# [What the task requires]
Which lines of the data below hold "ReadError"? Copy each of them.

········

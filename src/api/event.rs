use uuid::Uuid;

use super::{BDAddr, CharPropFlags, HexValue};
use crate::Error;

/// Everything the gateway reports to its caller.
///
/// Command methods on [`Gateway`](crate::gateway::Gateway) only return synchronous precondition
/// failures. Every outcome, including those failures, is also delivered as one of these events,
/// in a single order shared by all subscribers.
#[derive(Debug, Clone, PartialEq)]
pub enum Event {
    ScanStarted,
    ScanStopped,
    ScanError {
        error: Error,
    },
    /// Forwarded for every sighting that passes the scan filter, duplicates included.
    DeviceFound {
        address: BDAddr,
        name: Option<String>,
        rssi: Option<i16>,
    },
    ConnectStarted {
        address: BDAddr,
    },
    Connected {
        address: BDAddr,
    },
    /// The connection attempt or its service discovery failed. No `Disconnected` follows.
    ConnectError {
        address: BDAddr,
        error: Error,
    },
    ServiceDiscovered {
        address: BDAddr,
        service: Uuid,
    },
    CharacteristicDiscovered {
        address: BDAddr,
        service: Uuid,
        characteristic: Uuid,
        properties: CharPropFlags,
    },
    /// The last event for a device's session.
    Disconnected {
        address: BDAddr,
    },
    ReadSuccess {
        address: BDAddr,
        characteristic: Uuid,
        value: HexValue,
    },
    ReadError {
        address: BDAddr,
        characteristic: Uuid,
        error: Error,
    },
    /// Echoes the written payload.
    WriteSuccess {
        address: BDAddr,
        characteristic: Uuid,
        value: HexValue,
    },
    WriteError {
        address: BDAddr,
        characteristic: Uuid,
        error: Error,
    },
    NotificationReceived {
        address: BDAddr,
        characteristic: Uuid,
        value: HexValue,
    },
    /// A subscribe or unsubscribe request failed.
    NotificationError {
        address: BDAddr,
        characteristic: Uuid,
        error: Error,
    },
    Subscribed {
        address: BDAddr,
        characteristic: Uuid,
    },
    Unsubscribed {
        address: BDAddr,
        characteristic: Uuid,
    },
    /// The bonding request was accepted by the platform. Bonding itself may still fail later.
    PairingInitiated {
        address: BDAddr,
    },
    PairingError {
        address: BDAddr,
        error: Error,
    },
    MtuSuccess {
        address: BDAddr,
        mtu: u16,
    },
    MtuError {
        address: BDAddr,
        error: Error,
    },
    RssiSuccess {
        address: BDAddr,
        rssi: i16,
    },
    RssiError {
        address: BDAddr,
        error: Error,
    },
    /// Events were dropped because this subscriber fell behind. Sent once per overflow episode,
    /// ahead of the events that survived.
    Overflow {
        dropped: u64,
    },
}

impl Event {
    /// The snake_case name of the event, as used by scripting callers.
    pub fn name(&self) -> &'static str {
        match self {
            Event::ScanStarted => "scan_started",
            Event::ScanStopped => "scan_stopped",
            Event::ScanError { .. } => "scan_error",
            Event::DeviceFound { .. } => "device_found",
            Event::ConnectStarted { .. } => "connect_started",
            Event::Connected { .. } => "connected",
            Event::ConnectError { .. } => "connect_error",
            Event::ServiceDiscovered { .. } => "service_discovered",
            Event::CharacteristicDiscovered { .. } => "characteristic_discovered",
            Event::Disconnected { .. } => "disconnected",
            Event::ReadSuccess { .. } => "read_success",
            Event::ReadError { .. } => "read_error",
            Event::WriteSuccess { .. } => "write_success",
            Event::WriteError { .. } => "write_error",
            Event::NotificationReceived { .. } => "notification_received",
            Event::NotificationError { .. } => "notification_error",
            Event::Subscribed { .. } => "subscribed",
            Event::Unsubscribed { .. } => "unsubscribed",
            Event::PairingInitiated { .. } => "pairing_initiated",
            Event::PairingError { .. } => "pairing_error",
            Event::MtuSuccess { .. } => "mtu_success",
            Event::MtuError { .. } => "mtu_error",
            Event::RssiSuccess { .. } => "rssi_success",
            Event::RssiError { .. } => "rssi_error",
            Event::Overflow { .. } => "overflow",
        }
    }

    /// The device this event is about, if any.
    pub fn address(&self) -> Option<BDAddr> {
        match self {
            Event::ScanStarted
            | Event::ScanStopped
            | Event::ScanError { .. }
            | Event::Overflow { .. } => None,
            Event::DeviceFound { address, .. }
            | Event::ConnectStarted { address }
            | Event::Connected { address }
            | Event::ConnectError { address, .. }
            | Event::ServiceDiscovered { address, .. }
            | Event::CharacteristicDiscovered { address, .. }
            | Event::Disconnected { address }
            | Event::ReadSuccess { address, .. }
            | Event::ReadError { address, .. }
            | Event::WriteSuccess { address, .. }
            | Event::WriteError { address, .. }
            | Event::NotificationReceived { address, .. }
            | Event::NotificationError { address, .. }
            | Event::Subscribed { address, .. }
            | Event::Unsubscribed { address, .. }
            | Event::PairingInitiated { address }
            | Event::PairingError { address, .. }
            | Event::MtuSuccess { address, .. }
            | Event::MtuError { address, .. }
            | Event::RssiSuccess { address, .. }
            | Event::RssiError { address, .. } => Some(*address),
        }
    }

    /// The error carried by an error event.
    pub fn error(&self) -> Option<&Error> {
        match self {
            Event::ScanError { error }
            | Event::ConnectError { error, .. }
            | Event::ReadError { error, .. }
            | Event::WriteError { error, .. }
            | Event::NotificationError { error, .. }
            | Event::PairingError { error, .. }
            | Event::MtuError { error, .. }
            | Event::RssiError { error, .. } => Some(error),
            _ => None,
        }
    }
}

#[cfg(test)]
mod tests {
    use super::*;

    #[test]
    fn names_and_addresses() {
        let address: BDAddr = "AA:BB:CC:DD:EE:FF".parse().unwrap();
        let event = Event::ReadError {
            address,
            characteristic: Uuid::nil(),
            error: Error::Cancelled,
        };
        assert_eq!(event.name(), "read_error");
        assert_eq!(event.address(), Some(address));
        assert_eq!(event.error(), Some(&Error::Cancelled));

        let event = Event::Overflow { dropped: 3 };
        assert_eq!(event.name(), "overflow");
        assert_eq!(event.address(), None);
        assert_eq!(event.error(), None);
    }
}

········

# [Solution to this task]
    ReadError {
            Event::ReadError { .. } => "read_error",
            | Event::ReadError { address, .. }
            | Event::ReadError { error, .. }
        let event = Event::ReadError {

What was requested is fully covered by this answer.